The apartment market took a hit initially, with the percentage of submarkets reporting year-over-year rent gains plummeting from about 96% as of the end of 2019 to 72% as of midyear 2020. However, that figure has stabilized over the past few quarters, a sign of the sector’s resilience.
Many expected the multifamily market to bear the brunt of the pandemic as shorter lease terms and a significant drop in employment spelled trouble for the industry in March of 2020. But the U.S. government’s quick implementation of the Coronavirus Aid, Relief, and Economic Security, or CARES, Act helped renters replace lost income and meet their financial obligations.
The retail sector has been more resilient than most would expect with 60% of submarkets posting rent gains over the past year. With widespread vaccinations being rolled out throughout the country, many landlords are eagerly anticipating a return to somewhat-normal shopping habits, though the significant number of bankruptcies by national brands certainly casts a pall over the outlook.
Aside from hospitality, the office market appears the least confident in returning demand with just over 50% of submarkets seeing year-over-year rent increases. With rising vacancies and a sharp increase in available sublease space across the country, landlords are feeling the effects of increasing competition for a relatively limited demand pool.
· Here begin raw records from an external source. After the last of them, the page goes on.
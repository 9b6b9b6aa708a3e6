//! Mirror servers and the per-snapshot mirror registry
//!
//! The registry is immutable once built. It answers two questions for the
//! redirect engine: which available mirror is closest to a coordinate, and
//! which mirror a region override should send a request to.

use crate::config::TopologyConfig;
use crate::error::{RedirectorError, Result};
use crate::geo::{distance, Coordinate};
use crate::weighted::{weighted_choice, Choice};
use rand::Rng;
use serde::Serialize;
use std::collections::{BTreeMap, HashMap, HashSet};
use std::sync::atomic::{AtomicU64, Ordering};
use std::sync::Arc;

/// A single download mirror
#[derive(Debug)]
pub struct MirrorServer {
    /// Authority used in the redirect URL
    pub host: String,
    /// Path prefix prepended to every redirect target
    pub path: String,
    pub location: Coordinate,
    /// Only consulted by weighted regional selection
    pub weight: u32,
    pub available: bool,
    /// Shared with the same host in later generations
    redirects: Arc<AtomicU64>,
}

impl MirrorServer {
    pub fn new(host: impl Into<String>, path: impl Into<String>, location: Coordinate) -> Self {
        Self {
            host: host.into(),
            path: normalize_base_path(&path.into()),
            location,
            weight: 1,
            available: true,
            redirects: Arc::new(AtomicU64::new(0)),
        }
    }

    pub fn with_weight(mut self, weight: u32) -> Self {
        self.weight = weight;
        self
    }

    pub fn with_available(mut self, available: bool) -> Self {
        self.available = available;
        self
    }

    /// Continue counting on the counter of an earlier registration of this host
    pub fn with_counter_from(mut self, previous: &MirrorServer) -> Self {
        self.redirects = Arc::clone(&previous.redirects);
        self
    }

    /// Count one redirect served by this mirror
    pub fn record_redirect(&self) {
        self.redirects.fetch_add(1, Ordering::Relaxed);
    }

    /// Redirects served by this host since it was first registered
    pub fn redirects(&self) -> u64 {
        self.redirects.load(Ordering::Relaxed)
    }

    pub fn summary(&self) -> MirrorSummary {
        MirrorSummary {
            host: self.host.clone(),
            path: self.path.clone(),
            latitude: self.location.latitude,
            longitude: self.location.longitude,
            weight: self.weight,
            available: self.available,
            redirects: self.redirects(),
        }
    }
}

/// Serializable view of a mirror and its counter
#[derive(Debug, Clone, PartialEq, Serialize)]
pub struct MirrorSummary {
    pub host: String,
    pub path: String,
    pub latitude: f64,
    pub longitude: f64,
    pub weight: u32,
    pub available: bool,
    pub redirects: u64,
}

/// Immutable set of mirrors plus region override lists
#[derive(Debug, Default)]
pub struct MirrorRegistry {
    /// Registration order, used to break distance ties
    servers: Vec<Arc<MirrorServer>>,
    regions: HashMap<String, Vec<Arc<MirrorServer>>>,
}

impl MirrorRegistry {
    pub fn new() -> Self {
        Self::default()
    }

    /// Build a registry from the topology section of the configuration
    ///
    /// Fails when a mirror is malformed, a host is registered twice, or a
    /// region names a host that is not configured.
    pub fn from_config(config: &TopologyConfig) -> Result<Self> {
        Self::build(config, None)
    }

    /// Build a registry that keeps the redirect counters of `previous`
    ///
    /// Hosts present in both registries share one counter, so reloading
    /// never resets a mirror's count.
    pub fn from_config_after(config: &TopologyConfig, previous: &MirrorRegistry) -> Result<Self> {
        Self::build(config, Some(previous))
    }

    fn build(config: &TopologyConfig, previous: Option<&MirrorRegistry>) -> Result<Self> {
        config.validate()?;

        let mut registry = MirrorRegistry::new();
        for mirror in &config.mirrors {
            let server = MirrorServer::new(
                mirror.host.clone(),
                mirror.path.clone(),
                Coordinate::new(mirror.latitude, mirror.longitude),
            )
            .with_weight(mirror.weight)
            .with_available(mirror.available);

            let server = match previous.and_then(|p| p.server(&mirror.host)) {
                Some(earlier) => server.with_counter_from(earlier),
                None => server,
            };
            registry.add_server(server)?;
        }

        for (region, hosts) in &config.regions {
            registry.add_region(region, hosts.as_slice())?;
        }

        Ok(registry)
    }

    /// Register a mirror; later registrations lose distance ties
    pub fn add_server(&mut self, server: MirrorServer) -> Result<Arc<MirrorServer>> {
        if self.server(&server.host).is_some() {
            return Err(RedirectorError::ConfigError(format!(
                "duplicate mirror host '{}'",
                server.host
            )));
        }
        let server = Arc::new(server);
        self.servers.push(Arc::clone(&server));
        Ok(server)
    }

    /// Pin a region key to an ordered list of registered hosts
    pub fn add_region<S: AsRef<str>>(&mut self, region: &str, hosts: &[S]) -> Result<()> {
        let mut members = Vec::with_capacity(hosts.len());
        for host in hosts {
            let host = host.as_ref();
            let server = self.server(host).ok_or_else(|| {
                RedirectorError::ConfigError(format!(
                    "region '{}' references unknown mirror '{}'",
                    region, host
                ))
            })?;
            members.push(Arc::clone(server));
        }
        self.regions.insert(region.to_string(), members);
        Ok(())
    }

    pub fn server(&self, host: &str) -> Option<&Arc<MirrorServer>> {
        self.servers.iter().find(|s| s.host == host)
    }

    pub fn servers(&self) -> &[Arc<MirrorServer>] {
        &self.servers
    }

    pub fn region(&self, key: &str) -> Option<&[Arc<MirrorServer>]> {
        self.regions.get(key).map(Vec::as_slice)
    }

    pub fn available_count(&self) -> usize {
        self.servers.iter().filter(|s| s.available).count()
    }

    /// Find the closest available mirror and its distance in kilometers
    ///
    /// Equal distances go to the mirror registered first.
    pub fn nearest(&self, client: Coordinate) -> Result<(Arc<MirrorServer>, f64)> {
        let mut best: Option<(&Arc<MirrorServer>, f64)> = None;

        for server in self.servers.iter().filter(|s| s.available) {
            let d = distance(client, server.location);
            match best {
                Some((_, best_distance)) if d >= best_distance => {}
                _ => best = Some((server, d)),
            }
        }

        best.map(|(server, d)| (Arc::clone(server), d))
            .ok_or(RedirectorError::NoAvailableMirror)
    }

    /// Pick a mirror for a region override with one weighted draw
    ///
    /// # Returns
    /// * `Ok(None)` if the region has no override list
    /// * `Ok(Some(server))` with the drawn mirror
    /// * `Err(RegionUnavailable)` if every region member is unavailable
    pub fn select_regional<R: Rng>(
        &self,
        region: &str,
        rng: &mut R,
    ) -> Result<Option<Arc<MirrorServer>>> {
        let members = match self.regions.get(region) {
            Some(members) => members,
            None => return Ok(None),
        };

        let choices: Vec<Choice<&Arc<MirrorServer>>> = members
            .iter()
            .filter(|s| s.available)
            .map(|s| Choice::new(s, s.weight))
            .collect();

        weighted_choice(&choices, rng)
            .map(|server| Some(Arc::clone(*server)))
            .ok_or_else(|| RedirectorError::RegionUnavailable(region.to_string()))
    }

    pub fn summaries(&self) -> Vec<MirrorSummary> {
        self.servers.iter().map(|s| s.summary()).collect()
    }

    /// Region keys mapped to member hosts, sorted for stable output
    pub fn region_hosts(&self) -> BTreeMap<String, Vec<String>> {
        self.regions
            .iter()
            .map(|(key, members)| (key.clone(), members.iter().map(|s| s.host.clone()).collect()))
            .collect()
    }

    pub fn hosts(&self) -> HashSet<&str> {
        self.servers.iter().map(|s| s.host.as_str()).collect()
    }
}

fn normalize_base_path(path: &str) -> String {
    let trimmed = path.trim_matches('/');
    if trimmed.is_empty() {
        "/".to_string()
    } else {
        format!("/{}", trimmed)
    }
}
Demand for office space is further uncertain as companies evaluate their space needs in the wake of the pandemic, while the prospect of more-permanent remote-work arrangements looms large over the office sector. It’s clear that these factors are weighing on landlords’ confidence, and it wouldn’t come as much of a surprise if more submarkets start to lower asking rents to compete for a shrinking tenant pool.
But the weakness in the office sector pales in comparison to what we’ve seen in the hospitality industry. As of year-end 2020, only 3% of hospitality submarkets experienced ADR growth over the prior year, a worse showing than during the Great Recession, when this metric bottomed out at 11%.
However, beginning in the second quarter of 2021, the share of hospitality submarkets with ADR growth is likely to bounce back nearly as quickly as it fell. Hotel room prices dropped when the pandemic hit and have been slowly climbing since then. As we move into the second quarter of 2021, we expect year-over-year comparisons will see a rebound from early pandemic-era hotel rates in most hospitality submarkets.
Hotel room rates are essentially daily rents, and therefore ADR in the hospitality industry is less of a confidence index than asking rents for other property types. Instead of being driven by the outlook for the next several quarters, ADR growth is driven by the outlook for the next night.
Some submarkets experienced relatively strong travel demand during the pandemic, which provided hoteliers pricing power. Most of these are in coastal areas or outdoor destinations. As vaccinations become more widely distributed and confidence to travel safely returns, hotel room rates will likely increase at a rapid rate across the country.